Dataset records Block Start

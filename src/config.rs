//! Session configuration.
//!
//! Every section is `#[serde(default)]`, so an empty TOML document yields
//! the defaults:
//!
//! ```toml
//! buckets = 10
//! samples = 1000
//! policy = "combined-strict"   # or "ks-only"
//! prior = [1.0, 1.0]
//! hashes = ["xxhash", "fnv1a", "simple-hash"]
//! # xxhash_seed = 43981      # re-seed the registry's `xxhash` adapter
//!
//! [chart]
//! increment = 0.01
//! density_floor = 0.01
//! confidence_percentage = 2.5
//! ```

use std::path::Path;

use serde::{Deserialize, Serialize};

use crate::beta::{BetaDistribution, MIN_CURVE_INCREMENT};
use crate::error::{HashDistError, Result};
use crate::uniformity::VerdictPolicy;

/// Parameters of a simulation session.
#[derive(Debug, Clone, PartialEq, Serialize, Deserialize)]
#[serde(default)]
pub struct SimulationConfig {
    /// Number of buckets each run hashes into.
    pub buckets: usize,
    /// Identifiers drawn per run.
    pub samples: u64,
    /// How chi-squared and KS combine into a verdict.
    pub policy: VerdictPolicy,
    /// Starting `[alpha, beta]` for every profile.
    pub prior: [f64; 2],
    /// Registry names of the hash functions to simulate, in run order.
    pub hashes: Vec<String>,
    /// Seed for the `xxhash` adapter; `None` keeps the registry's own.
    #[serde(skip_serializing_if = "Option::is_none")]
    pub xxhash_seed: Option<u32>,
    /// Plotting parameters for the Beta chart.
    pub chart: ChartSettings,
}

impl Default for SimulationConfig {
    fn default() -> Self {
        Self {
            buckets: 10,
            samples: 1000,
            policy: VerdictPolicy::CombinedStrict,
            prior: [1.0, 1.0],
            hashes: vec![
                "xxhash".to_string(),
                "fnv1a".to_string(),
                "simple-hash".to_string(),
            ],
            xxhash_seed: None,
            chart: ChartSettings::default(),
        }
    }
}

/// Beta-chart sampling and overlay parameters.
#[derive(Debug, Clone, PartialEq, Serialize, Deserialize)]
#[serde(default)]
pub struct ChartSettings {
    /// Grid spacing on `[0, 1]` for density curves.
    pub increment: f64,
    /// Points where no variant's density exceeds this are dropped.
    pub density_floor: f64,
    /// Tail mass in percent on each side of the probability area.
    pub confidence_percentage: f64,
}

impl Default for ChartSettings {
    fn default() -> Self {
        Self {
            increment: 0.01,
            density_floor: 0.01,
            confidence_percentage: 2.5,
        }
    }
}

impl SimulationConfig {
    /// Parses and validates a TOML document.
    ///
    /// # Errors
    /// [`HashDistError::Parse`] for malformed TOML, otherwise the errors of
    /// [`SimulationConfig::validate`].
    ///
    /// # Examples
    /// ```
    /// use hashdist::config::SimulationConfig;
    /// let cfg = SimulationConfig::from_toml_str("buckets = 4\nsamples = 400").unwrap();
    /// assert_eq!(cfg.buckets, 4);
    /// assert_eq!(cfg.hashes.len(), 3);
    /// ```
    pub fn from_toml_str(text: &str) -> Result<Self> {
        let config: Self = toml::from_str(text)?;
        config.validate()?;
        Ok(config)
    }

    /// Reads, parses and validates a TOML file.
    ///
    /// # Errors
    /// [`HashDistError::Io`] if the file cannot be read, otherwise as
    /// [`SimulationConfig::from_toml_str`].
    pub fn from_path(path: impl AsRef<Path>) -> Result<Self> {
        let text = std::fs::read_to_string(path)?;
        Self::from_toml_str(&text)
    }

    /// Checks every field.
    ///
    /// # Errors
    /// [`HashDistError::Config`] for bucket/sample counts below 1, an empty
    /// hash list, a non-positive prior, a curve increment outside
    /// `[MIN_CURVE_INCREMENT, 1]`, or a confidence percentage outside `(0, 100)`.
    pub fn validate(&self) -> Result<()> {
        if self.buckets < 1 {
            return Err(HashDistError::config(format!(
                "buckets must be >= 1, got {}",
                self.buckets
            )));
        }
        if self.samples < 1 {
            return Err(HashDistError::config(format!(
                "samples must be >= 1, got {}",
                self.samples
            )));
        }
        if self.hashes.is_empty() {
            return Err(HashDistError::config("no hash functions configured"));
        }
        self.prior_distribution()?;

        let chart = &self.chart;
        if !(MIN_CURVE_INCREMENT..=1.0).contains(&chart.increment) {
            return Err(HashDistError::config(format!(
                "chart.increment must be in [{MIN_CURVE_INCREMENT}, 1], got {}",
                chart.increment
            )));
        }
        if !chart.density_floor.is_finite() || chart.density_floor < 0.0 {
            return Err(HashDistError::config(format!(
                "chart.density_floor must be finite and >= 0, got {}",
                chart.density_floor
            )));
        }
        if !(chart.confidence_percentage > 0.0 && chart.confidence_percentage < 100.0) {
            return Err(HashDistError::config(format!(
                "chart.confidence_percentage must be in (0, 100), got {}",
                chart.confidence_percentage
            )));
        }
        Ok(())
    }

    /// The configured prior as a distribution.
    ///
    /// # Errors
    /// [`HashDistError::Config`] if either component is not finite and `> 0`.
    pub fn prior_distribution(&self) -> Result<BetaDistribution> {
        let [alpha, beta] = self.prior;
        BetaDistribution::new(alpha, beta)
            .map_err(|e| HashDistError::config(format!("invalid prior: {e}")))
    }
}
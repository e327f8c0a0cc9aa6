use std::fs;
use std::path::{Path, PathBuf};

use chrono::Local;
use tracing::{info, warn};

use crate::error::ZoneError;
use crate::output;
use crate::parser::{parse_zone, Zone};

/// Read and parse the zone file at `path`.
pub fn load(path: &Path) -> Result<Zone, ZoneError> {
    let raw = fs::read_to_string(path).map_err(|e| ZoneError::io("read", path, e))?;
    let file = path
        .file_name()
        .map(|n| n.to_string_lossy().into_owned())
        .unwrap_or_else(|| path.display().to_string());
    parse_zone(&raw, &file)
}

/// Sibling temp path `<original>.tmp`, same directory so the final rename
/// stays on one filesystem.
fn temp_path(path: &Path) -> PathBuf {
    let mut name = path.as_os_str().to_owned();
    name.push(".tmp");
    PathBuf::from(name)
}

/// Backup path `<original>.<YYYY-MM-DD_HH-MM-SS>`, one-second resolution.
fn backup_path(path: &Path) -> PathBuf {
    let stamp = Local::now().format("%Y-%m-%d_%H-%M-%S");
    let mut name = path.as_os_str().to_owned();
    name.push(format!(".{stamp}"));
    PathBuf::from(name)
}

/// Persist the zone back to `path`: bump the serial iff the zone was
/// modified, render, write a sibling temp file, back up the original,
/// then atomically rename the temp file over the original.
///
/// An unmodified zone is still re-rendered and replaced (without a serial
/// bump), so the backup and replace protocol is exercised on every save.
/// On any failure before the final rename the original file is untouched;
/// the temp file and backup are left behind for recovery.
pub fn save(zone: &mut Zone, path: &Path) -> Result<(), ZoneError> {
    if zone.modified {
        zone.soa.increment_serial();
        info!(
            "{}: content changed, serial bumped to {}",
            zone.file, zone.soa.serial
        );
    }
    let text = output::render(zone);

    let tmp = temp_path(path);
    if tmp.exists() {
        warn!("{}: stale temp file from a previous run, overwriting", tmp.display());
    }
    fs::write(&tmp, &text).map_err(|e| ZoneError::io("write", &tmp, e))?;

    if path.exists() {
        let backup = backup_path(path);
        fs::copy(path, &backup).map_err(|e| ZoneError::io("copy", &backup, e))?;
        info!("{}: backed up to {}", zone.file, backup.display());

        // The rename below replaces the file's metadata too, so carry the
        // original permission bits over onto the temp file first.
        let perms = fs::metadata(path)
            .map_err(|e| ZoneError::io("stat", path, e))?
            .permissions();
        fs::set_permissions(&tmp, perms).map_err(|e| ZoneError::io("chmod", &tmp, e))?;
    }

    fs::rename(&tmp, path).map_err(|e| ZoneError::io("rename", &tmp, e))?;
    info!("{}: saved", zone.file);
    Ok(())
}
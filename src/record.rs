use std::cmp::Ordering;
use std::fmt;

#[derive(Debug, Clone, Copy, PartialEq, Eq, PartialOrd, Ord, Hash)]
pub enum RecordKind {
    A,
    Aaaa,
    Ns,
    Cname,
    Ptr,
    Soa,
}

impl RecordKind {
    pub fn parse(token: &str) -> Option<Self> {
        match token.to_ascii_uppercase().as_str() {
            "A" => Some(RecordKind::A),
            "AAAA" => Some(RecordKind::Aaaa),
            "NS" => Some(RecordKind::Ns),
            "CNAME" => Some(RecordKind::Cname),
            "PTR" => Some(RecordKind::Ptr),
            "SOA" => Some(RecordKind::Soa),
            _ => None,
        }
    }

    pub fn as_str(&self) -> &'static str {
        match self {
            RecordKind::A => "A",
            RecordKind::Aaaa => "AAAA",
            RecordKind::Ns => "NS",
            RecordKind::Cname => "CNAME",
            RecordKind::Ptr => "PTR",
            RecordKind::Soa => "SOA",
        }
    }
}

impl fmt::Display for RecordKind {
    fn fmt(&self, f: &mut fmt::Formatter<'_>) -> fmt::Result {
        f.write_str(self.as_str())
    }
}

#[derive(Debug, Clone, Copy, PartialEq, Eq, Default)]
pub enum DnsClass {
    #[default]
    In,
    Ch,
}

impl DnsClass {
    pub fn parse(token: &str) -> Option<Self> {
        match token.to_ascii_uppercase().as_str() {
            "IN" => Some(DnsClass::In),
            "CH" => Some(DnsClass::Ch),
            _ => None,
        }
    }

    pub fn as_str(&self) -> &'static str {
        match self {
            DnsClass::In => "IN",
            DnsClass::Ch => "CH",
        }
    }
}

impl fmt::Display for DnsClass {
    fn fmt(&self, f: &mut fmt::Formatter<'_>) -> fmt::Result {
        f.write_str(self.as_str())
    }
}

/// A single resource record with its rdata kept as the already-rendered
/// right-hand side. Owner names are case-preserved.
#[derive(Debug, Clone, PartialEq, Eq)]
pub struct Record {
    pub owner: String,
    pub ttl: u32,
    pub class: DnsClass,
    pub kind: RecordKind,
    pub rdata: String,
    /// Reserved for a future preserve-comments mode, never set by the parser.
    pub comment: Option<String>,
}

impl Record {
    /// Canonical one-line zone file rendering. Two records are duplicates
    /// iff these lines are byte-identical.
    pub fn canonical_line(&self) -> String {
        format!(
            "{}\t{}\t{}\t{}\t{}",
            self.owner, self.ttl, self.class, self.kind, self.rdata
        )
    }

    /// Ordering within this record's kind bucket. Never meaningful across
    /// kinds; buckets are sorted independently.
    pub fn cmp_within_kind(&self, other: &Record) -> Ordering {
        match self.kind {
            RecordKind::Ptr => self.cmp_ptr(other),
            _ => self.cmp_default(other),
        }
    }

    fn cmp_default(&self, other: &Record) -> Ordering {
        let owner = self.owner.to_lowercase().cmp(&other.owner.to_lowercase());
        if owner != Ordering::Equal {
            return owner;
        }
        self.rdata.to_lowercase().cmp(&other.rdata.to_lowercase())
    }

    fn cmp_ptr(&self, other: &Record) -> Ordering {
        let key = ptr_sort_key(&self.owner).cmp(&ptr_sort_key(&other.owner));
        if key != Ordering::Equal {
            return key;
        }
        self.rdata.to_lowercase().cmp(&other.rdata.to_lowercase())
    }
}

impl fmt::Display for Record {
    fn fmt(&self, f: &mut fmt::Formatter<'_>) -> fmt::Result {
        f.write_str(&self.canonical_line())
    }
}

/// Sort key for one owner-name label: numeric labels order before
/// alphabetic ones and compare by value, so `2` < `10` < `foo`.
#[derive(Debug, PartialEq, Eq, PartialOrd, Ord)]
enum LabelKey {
    Num(u64),
    Text(String),
}

fn ptr_sort_key(owner: &str) -> Vec<LabelKey> {
    owner
        .split('.')
        .map(|label| {
            let all_digits = !label.is_empty() && label.chars().all(|c| c.is_ascii_digit());
            match label.parse::<u64>() {
                Ok(n) if all_digits => LabelKey::Num(n),
                _ => LabelKey::Text(label.to_lowercase()),
            }
        })
        .collect()
}

/// The zone's single start-of-authority record.
#[derive(Debug, Clone, PartialEq, Eq)]
pub struct SoaRecord {
    pub owner: String,
    pub ttl: u32,
    pub class: DnsClass,
    pub mname: String,
    pub rname: String,
    pub serial: u32,
    pub refresh: u32,
    pub retry: u32,
    pub expire: u32,
    pub minimum: u32,
}

impl SoaRecord {
    /// Serial arithmetic wraps mod 2^32 (RFC 1982).
    pub fn increment_serial(&mut self) {
        self.serial = self.serial.wrapping_add(1);
    }
}

impl fmt::Display for SoaRecord {
    fn fmt(&self, f: &mut fmt::Formatter<'_>) -> fmt::Result {
        write!(
            f,
            "{}\t{}\t{}\tSOA\t{} {} (\n\
             \t\t\t\t{}\t; serial\n\
             \t\t\t\t{}\t; refresh\n\
             \t\t\t\t{}\t; retry\n\
             \t\t\t\t{}\t; expire\n\
             \t\t\t\t{})\t; minimum",
            self.owner,
            self.ttl,
            self.class,
            self.mname,
            self.rname,
            self.serial,
            self.refresh,
            self.retry,
            self.expire,
            self.minimum
        )
    }
}
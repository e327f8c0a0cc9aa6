pub mod args;
pub mod error;
pub mod output;
pub mod parser;
pub mod persist;
pub mod record;
pub mod transform;
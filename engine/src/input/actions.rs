//! Build Actions
//!
//! Edge detection for the primary (commit) and secondary (remove) actions.

/// Actions that began on the current tick.
///
/// Both flags are edge-triggered: `true` only on the tick the action starts,
/// never while it is merely held.
#[derive(Debug, Clone, Copy, Default, PartialEq, Eq)]
pub struct ActionState {
    /// Commit (place) was triggered this tick
    pub primary: bool,
    /// Remove (destroy) was triggered this tick
    pub secondary: bool,
}

impl ActionState {
    /// No action this tick.
    pub const NONE: Self = Self {
        primary: false,
        secondary: false,
    };

    /// Only the commit action this tick.
    pub const PRIMARY: Self = Self {
        primary: true,
        secondary: false,
    };

    /// Only the remove action this tick.
    pub const SECONDARY: Self = Self {
        primary: false,
        secondary: true,
    };

    /// Check if any action was triggered.
    pub fn any(&self) -> bool {
        self.primary || self.secondary
    }
}

/// Turns held button levels into edge-triggered [`ActionState`]s.
///
/// The host calls [`ActionButtons::update`] exactly once per tick with the
/// current pressed state of each button.
#[derive(Debug, Clone, Copy, Default)]
pub struct ActionButtons {
    primary_held: bool,
    secondary_held: bool,
}

impl ActionButtons {
    /// Create a tracker with both buttons released.
    pub fn new() -> Self {
        Self::default()
    }

    /// Record this tick's button levels and return the actions that began.
    pub fn update(&mut self, primary_down: bool, secondary_down: bool) -> ActionState {
        let state = ActionState {
            primary: primary_down && !self.primary_held,
            secondary: secondary_down && !self.secondary_held,
        };
        self.primary_held = primary_down;
        self.secondary_held = secondary_down;
        state
    }

    /// Release both buttons (e.g. on focus loss) so the next press triggers.
    pub fn reset(&mut self) {
        *self = Self::default();
    }
}
//! Build Catalog
//!
//! Placeable piece variants and their remaining quantities.

use glam::Vec3;
use serde::{Deserialize, Serialize};

use super::error::BuildError;
use crate::world::SurfaceCategory;

/// Kind of building piece.
#[derive(Debug, Clone, Copy, PartialEq, Eq, Hash, Serialize, Deserialize)]
#[serde(rename_all = "SCREAMING_SNAKE_CASE")]
pub enum ObjectType {
    Foundation,
    Wall,
    Pillar,
    Roof,
    DoorWay,
    Door,
}

impl ObjectType {
    /// Display name for UI feedback
    pub fn name(self) -> &'static str {
        match self {
            Self::Foundation => "Foundation",
            Self::Wall => "Wall",
            Self::Pillar => "Pillar",
            Self::Roof => "Roof",
            Self::DoorWay => "Doorway",
            Self::Door => "Door",
        }
    }

    /// Surface category a placed piece of this type reports when hit.
    pub fn surface_category(self) -> SurfaceCategory {
        match self {
            Self::Foundation => SurfaceCategory::Foundation,
            Self::Wall => SurfaceCategory::Wall,
            Self::Pillar => SurfaceCategory::Pillar,
            Self::Roof => SurfaceCategory::Roof,
            Self::DoorWay => SurfaceCategory::Doorway,
            Self::Door => SurfaceCategory::Door,
        }
    }
}

/// Material style of a building piece.
#[derive(Debug, Clone, Copy, PartialEq, Eq, Hash, Serialize, Deserialize)]
#[serde(rename_all = "SCREAMING_SNAKE_CASE")]
pub enum ObjectStyle {
    Hay,
    Wood,
    Stone,
    Steel,
    ReinforcedSteel,
}

impl ObjectStyle {
    pub fn name(self) -> &'static str {
        match self {
            Self::Hay => "Hay",
            Self::Wood => "Wood",
            Self::Stone => "Stone",
            Self::Steel => "Steel",
            Self::ReinforcedSteel => "Reinforced Steel",
        }
    }
}

/// Host-side template reference (prefab, mesh asset, ...).
#[derive(Debug, Clone, PartialEq, Eq, Hash, PartialOrd, Ord, Serialize, Deserialize)]
#[serde(transparent)]
pub struct TemplateId(pub String);

impl TemplateId {
    pub fn new(name: impl Into<String>) -> Self {
        Self(name.into())
    }

    pub fn as_str(&self) -> &str {
        &self.0
    }
}

impl std::fmt::Display for TemplateId {
    fn fmt(&self, f: &mut std::fmt::Formatter<'_>) -> std::fmt::Result {
        f.write_str(&self.0)
    }
}

/// One placeable piece type/style with its templates and remaining budget.
#[derive(Debug, Clone, PartialEq, Serialize, Deserialize)]
pub struct CatalogEntry {
    /// Template used for the ghost preview
    pub preview: TemplateId,
    /// Template instantiated on commit
    #[serde(rename = "final")]
    pub final_template: TemplateId,
    pub object_type: ObjectType,
    pub object_style: ObjectStyle,
    /// Remaining pieces; unsigned, so never below zero
    pub quantity: u32,
    /// Ghost/piece scale; falls back to the build config's default scale
    #[serde(default, skip_serializing_if = "Option::is_none")]
    pub scale: Option<Vec3>,
}

impl CatalogEntry {
    pub fn new(
        preview: impl Into<String>,
        final_template: impl Into<String>,
        object_type: ObjectType,
        object_style: ObjectStyle,
        quantity: u32,
    ) -> Self {
        Self {
            preview: TemplateId::new(preview),
            final_template: TemplateId::new(final_template),
            object_type,
            object_style,
            quantity,
            scale: None,
        }
    }

    /// Set an explicit piece scale
    pub fn with_scale(mut self, scale: Vec3) -> Self {
        self.scale = Some(scale);
        self
    }

    /// Scale to use for this entry, given the configured default.
    pub fn scale_or(&self, default_scale: Vec3) -> Vec3 {
        self.scale.unwrap_or(default_scale)
    }

    pub fn is_depleted(&self) -> bool {
        self.quantity == 0
    }
}

/// Ordered list of placeable entries, addressed by selection index.
#[derive(Debug, Clone, Default, PartialEq, Serialize, Deserialize)]
#[serde(transparent)]
pub struct Catalog {
    entries: Vec<CatalogEntry>,
}

impl Catalog {
    pub fn new(entries: Vec<CatalogEntry>) -> Self {
        Self { entries }
    }

    pub fn len(&self) -> usize {
        self.entries.len()
    }

    pub fn is_empty(&self) -> bool {
        self.entries.is_empty()
    }

    pub fn get(&self, index: usize) -> Option<&CatalogEntry> {
        self.entries.get(index)
    }

    pub fn iter(&self) -> impl Iterator<Item = &CatalogEntry> {
        self.entries.iter()
    }

    /// Look up an entry, failing with [`BuildError::OutOfRangeSelection`].
    pub fn entry(&self, index: usize) -> Result<&CatalogEntry, BuildError> {
        self.entries.get(index).ok_or(BuildError::OutOfRangeSelection {
            index,
            len: self.entries.len(),
        })
    }

    /// Remaining quantity of an entry (0 for unknown indices).
    pub fn remaining(&self, index: usize) -> u32 {
        self.entries.get(index).map_or(0, |entry| entry.quantity)
    }

    /// Take one piece from an entry and return what is left.
    ///
    /// A depleted entry is left untouched and reported as
    /// [`BuildError::DepletedCatalogEntry`].
    pub fn consume(&mut self, index: usize) -> Result<u32, BuildError> {
        let len = self.entries.len();
        let entry = self
            .entries
            .get_mut(index)
            .ok_or(BuildError::OutOfRangeSelection { index, len })?;

        if entry.is_depleted() {
            return Err(BuildError::DepletedCatalogEntry { index });
        }

        entry.quantity -= 1;
        Ok(entry.quantity)
    }
}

Dataset records Block End

Aim of the task:
Wherever the word "functions" appears in a line of the data above, copy that line.

Your solution:
    /// Registry names of the hash functions to simulate, in run order.
            return Err(HashDistError::config("no hash functions configured"));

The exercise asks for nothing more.